━━ Stored data ━━

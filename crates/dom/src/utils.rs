//! Utility functions for DOM processing

use crate::arena::DomArena;
use crate::error::Result;
use crate::types::NodeId;
use cssparser::{
    AtRuleParser, CowRcStr, DeclarationParser, ParseError, Parser, ParserInput, ParserState,
    QualifiedRuleParser, RuleBodyItemParser, RuleBodyParser,
};

/// Cap text length to avoid flooding diagnostics
pub fn cap_text_length(text: &str, max_len: usize) -> String {
    match text.char_indices().nth(max_len) {
        None => text.to_string(),
        Some((cut, _)) => format!("{}...", &text[..cut]),
    }
}

/// Get all text content from node and its descendants
pub fn get_text_content(arena: &DomArena, node_id: NodeId) -> Result<String> {
    let mut text = String::new();

    arena.traverse_df(node_id, |node| {
        if node.is_text() {
            text.push_str(&node.node_value);
        }
        Ok(())
    })?;

    Ok(text)
}

/// Element names `createElement` would accept
pub fn is_valid_tag_name(tag: &str) -> bool {
    let mut chars = tag.chars();
    match chars.next() {
        Some(first) if first.is_ascii_alphabetic() => {
            chars.all(|c| c.is_ascii_alphanumeric() || matches!(c, '-' | '_' | '.' | ':'))
        }
        _ => false,
    }
}

/// `parseInt`-style leading integer: optional sign then digits, anything
/// after is ignored. `None` when there are no digits.
pub fn parse_leading_int(src: &str) -> Option<i64> {
    let src = src.trim_start();
    let (negative, digits) = match src.as_bytes().first() {
        Some(b'-') => (true, &src[1..]),
        Some(b'+') => (false, &src[1..]),
        _ => (false, src),
    };
    let end = digits
        .find(|c: char| !c.is_ascii_digit())
        .unwrap_or(digits.len());
    let value: i64 = digits[..end].parse().ok()?;
    Some(if negative { -value } else { value })
}

/// `backgroundColor` -> `background-color`; names already in CSS form pass through
pub fn js_prop_to_css_name(prop: &str) -> String {
    let mut out = String::with_capacity(prop.len() + 4);
    for ch in prop.trim().chars() {
        if ch.is_ascii_uppercase() {
            out.push('-');
            out.push(ch.to_ascii_lowercase());
        } else {
            out.push(ch);
        }
    }
    out
}

/// Split a `style` attribute into ordered `(property, value)` declarations
///
/// Property names are lower-cased, values keep their source text. Malformed
/// and empty declarations are dropped.
pub fn parse_style_declarations(style: Option<&str>) -> Vec<(String, String)> {
    let Some(style) = style else {
        return Vec::new();
    };
    let mut input = ParserInput::new(style);
    let mut parser = Parser::new(&mut input);
    let mut decl_parser = InlineStyleParser;
    RuleBodyParser::new(&mut parser, &mut decl_parser)
        .filter_map(|result| result.ok())
        .collect()
}

/// Declaration-only rule body parser for `style` attributes
struct InlineStyleParser;

type StyleDeclaration = (String, String);

impl<'i> AtRuleParser<'i> for InlineStyleParser {
    type Prelude = ();
    type AtRule = StyleDeclaration;
    type Error = ();

    fn parse_prelude<'t>(
        &mut self,
        _name: CowRcStr<'i>,
        input: &mut Parser<'i, 't>,
    ) -> std::result::Result<Self::Prelude, ParseError<'i, Self::Error>> {
        Err(input.new_custom_error(()))
    }

    fn parse_block<'t>(
        &mut self,
        _prelude: Self::Prelude,
        _start: &ParserState,
        input: &mut Parser<'i, 't>,
    ) -> std::result::Result<Self::AtRule, ParseError<'i, Self::Error>> {
        Err(input.new_custom_error(()))
    }
}

impl<'i> QualifiedRuleParser<'i> for InlineStyleParser {
    type Prelude = ();
    type QualifiedRule = StyleDeclaration;
    type Error = ();

    fn parse_prelude<'t>(
        &mut self,
        input: &mut Parser<'i, 't>,
    ) -> std::result::Result<Self::Prelude, ParseError<'i, Self::Error>> {
        Err(input.new_custom_error(()))
    }

    fn parse_block<'t>(
        &mut self,
        _prelude: Self::Prelude,
        _start: &ParserState,
        input: &mut Parser<'i, 't>,
    ) -> std::result::Result<Self::QualifiedRule, ParseError<'i, Self::Error>> {
        Err(input.new_custom_error(()))
    }
}

impl<'i> DeclarationParser<'i> for InlineStyleParser {
    type Declaration = StyleDeclaration;
    type Error = ();

    fn parse_value<'t>(
        &mut self,
        name: CowRcStr<'i>,
        input: &mut Parser<'i, 't>,
        _start: &ParserState,
    ) -> std::result::Result<Self::Declaration, ParseError<'i, Self::Error>> {
        let start = input.position();
        // Nested blocks and strings are consumed whole
        while input.next().is_ok() {}
        let value = input.slice_from(start).trim();
        if value.is_empty() {
            return Err(input.new_custom_error(()));
        }
        Ok((name.to_ascii_lowercase(), value.to_string()))
    }
}

impl<'i> RuleBodyItemParser<'i, StyleDeclaration, ()> for InlineStyleParser {
    fn parse_declarations(&self) -> bool {
        true
    }
    fn parse_qualified(&self) -> bool {
        false
    }
}

pub fn serialize_style_declarations(decls: &[(String, String)]) -> String {
    decls
        .iter()
        .map(|(prop, value)| format!("{prop}: {value};"))
        .collect::<Vec<_>>()
        .join(" ")
}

━━━

## Aim of the task
The entire listing is to be printed once more, word for word.

## Answer below
filename crates/dom/src/utils.rs
//! Utility functions for DOM processing

use crate::arena::DomArena;
use crate::error::Result;
use crate::types::NodeId;
use cssparser::{
    AtRuleParser, CowRcStr, DeclarationParser, ParseError, Parser, ParserInput, ParserState,
    QualifiedRuleParser, RuleBodyItemParser, RuleBodyParser,
};

/// Cap text length to avoid flooding diagnostics
pub fn cap_text_length(text: &str, max_len: usize) -> String {
    match text.char_indices().nth(max_len) {
        None => text.to_string(),
        Some((cut, _)) => format!("{}...", &text[..cut]),
    }
}

/// Get all text content from node and its descendants
pub fn get_text_content(arena: &DomArena, node_id: NodeId) -> Result<String> {
    let mut text = String::new();

    arena.traverse_df(node_id, |node| {
        if node.is_text() {
            text.push_str(&node.node_value);
        }
        Ok(())
    })?;

    Ok(text)
}

/// Element names `createElement` would accept
pub fn is_valid_tag_name(tag: &str) -> bool {
    let mut chars = tag.chars();
    match chars.next() {
        Some(first) if first.is_ascii_alphabetic() => {
            chars.all(|c| c.is_ascii_alphanumeric() || matches!(c, '-' | '_' | '.' | ':'))
        }
        _ => false,
    }
}

/// `parseInt`-style leading integer: optional sign then digits, anything
/// after is ignored. `None` when there are no digits.
pub fn parse_leading_int(src: &str) -> Option<i64> {
    let src = src.trim_start();
    let (negative, digits) = match src.as_bytes().first() {
        Some(b'-') => (true, &src[1..]),
        Some(b'+') => (false, &src[1..]),
        _ => (false, src),
    };
    let end = digits
        .find(|c: char| !c.is_ascii_digit())
        .unwrap_or(digits.len());
    let value: i64 = digits[..end].parse().ok()?;
    Some(if negative { -value } else { value })
}

/// `backgroundColor` -> `background-color`; names already in CSS form pass through
pub fn js_prop_to_css_name(prop: &str) -> String {
    let mut out = String::with_capacity(prop.len() + 4);
    for ch in prop.trim().chars() {
        if ch.is_ascii_uppercase() {
            out.push('-');
            out.push(ch.to_ascii_lowercase());
        } else {
            out.push(ch);
        }
    }
    out
}

/// Split a `style` attribute into ordered `(property, value)` declarations
///
/// Property names are lower-cased, values keep their source text. Malformed
/// and empty declarations are dropped.
pub fn parse_style_declarations(style: Option<&str>) -> Vec<(String, String)> {
    let Some(style) = style else {
        return Vec::new();
    };
    let mut input = ParserInput::new(style);
    let mut parser = Parser::new(&mut input);
    let mut decl_parser = InlineStyleParser;
    RuleBodyParser::new(&mut parser, &mut decl_parser)
        .filter_map(|result| result.ok())
        .collect()
}

/// Declaration-only rule body parser for `style` attributes
struct InlineStyleParser;

type StyleDeclaration = (String, String);

impl<'i> AtRuleParser<'i> for InlineStyleParser {
    type Prelude = ();
    type AtRule = StyleDeclaration;
    type Error = ();

    fn parse_prelude<'t>(
        &mut self,
        _name: CowRcStr<'i>,
        input: &mut Parser<'i, 't>,
    ) -> std::result::Result<Self::Prelude, ParseError<'i, Self::Error>> {
        Err(input.new_custom_error(()))
    }

    fn parse_block<'t>(
        &mut self,
        _prelude: Self::Prelude,
        _start: &ParserState,
        input: &mut Parser<'i, 't>,
    ) -> std::result::Result<Self::AtRule, ParseError<'i, Self::Error>> {
        Err(input.new_custom_error(()))
    }
}

impl<'i> QualifiedRuleParser<'i> for InlineStyleParser {
    type Prelude = ();
    type QualifiedRule = StyleDeclaration;
    type Error = ();

    fn parse_prelude<'t>(
        &mut self,
        input: &mut Parser<'i, 't>,
    ) -> std::result::Result<Self::Prelude, ParseError<'i, Self::Error>> {
        Err(input.new_custom_error(()))
    }

    fn parse_block<'t>(
        &mut self,
        _prelude: Self::Prelude,
        _start: &ParserState,
        input: &mut Parser<'i, 't>,
    ) -> std::result::Result<Self::QualifiedRule, ParseError<'i, Self::Error>> {
        Err(input.new_custom_error(()))
    }
}

impl<'i> DeclarationParser<'i> for InlineStyleParser {
    type Declaration = StyleDeclaration;
    type Error = ();

    fn parse_value<'t>(
        &mut self,
        name: CowRcStr<'i>,
        input: &mut Parser<'i, 't>,
        _start: &ParserState,
    ) -> std::result::Result<Self::Declaration, ParseError<'i, Self::Error>> {
        let start = input.position();
        // Nested blocks and strings are consumed whole
        while input.next().is_ok() {}
        let value = input.slice_from(start).trim();
        if value.is_empty() {
            return Err(input.new_custom_error(()));
        }
        Ok((name.to_ascii_lowercase(), value.to_string()))
    }
}

impl<'i> RuleBodyItemParser<'i, StyleDeclaration, ()> for InlineStyleParser {
    fn parse_declarations(&self) -> bool {
        true
    }
    fn parse_qualified(&self) -> bool {
        false
    }
}

pub fn serialize_style_declarations(decls: &[(String, String)]) -> String {
    decls
        .iter()
        .map(|(prop, value)| format!("{prop}: {value};"))
        .collect::<Vec<_>>()
        .join(" ")
}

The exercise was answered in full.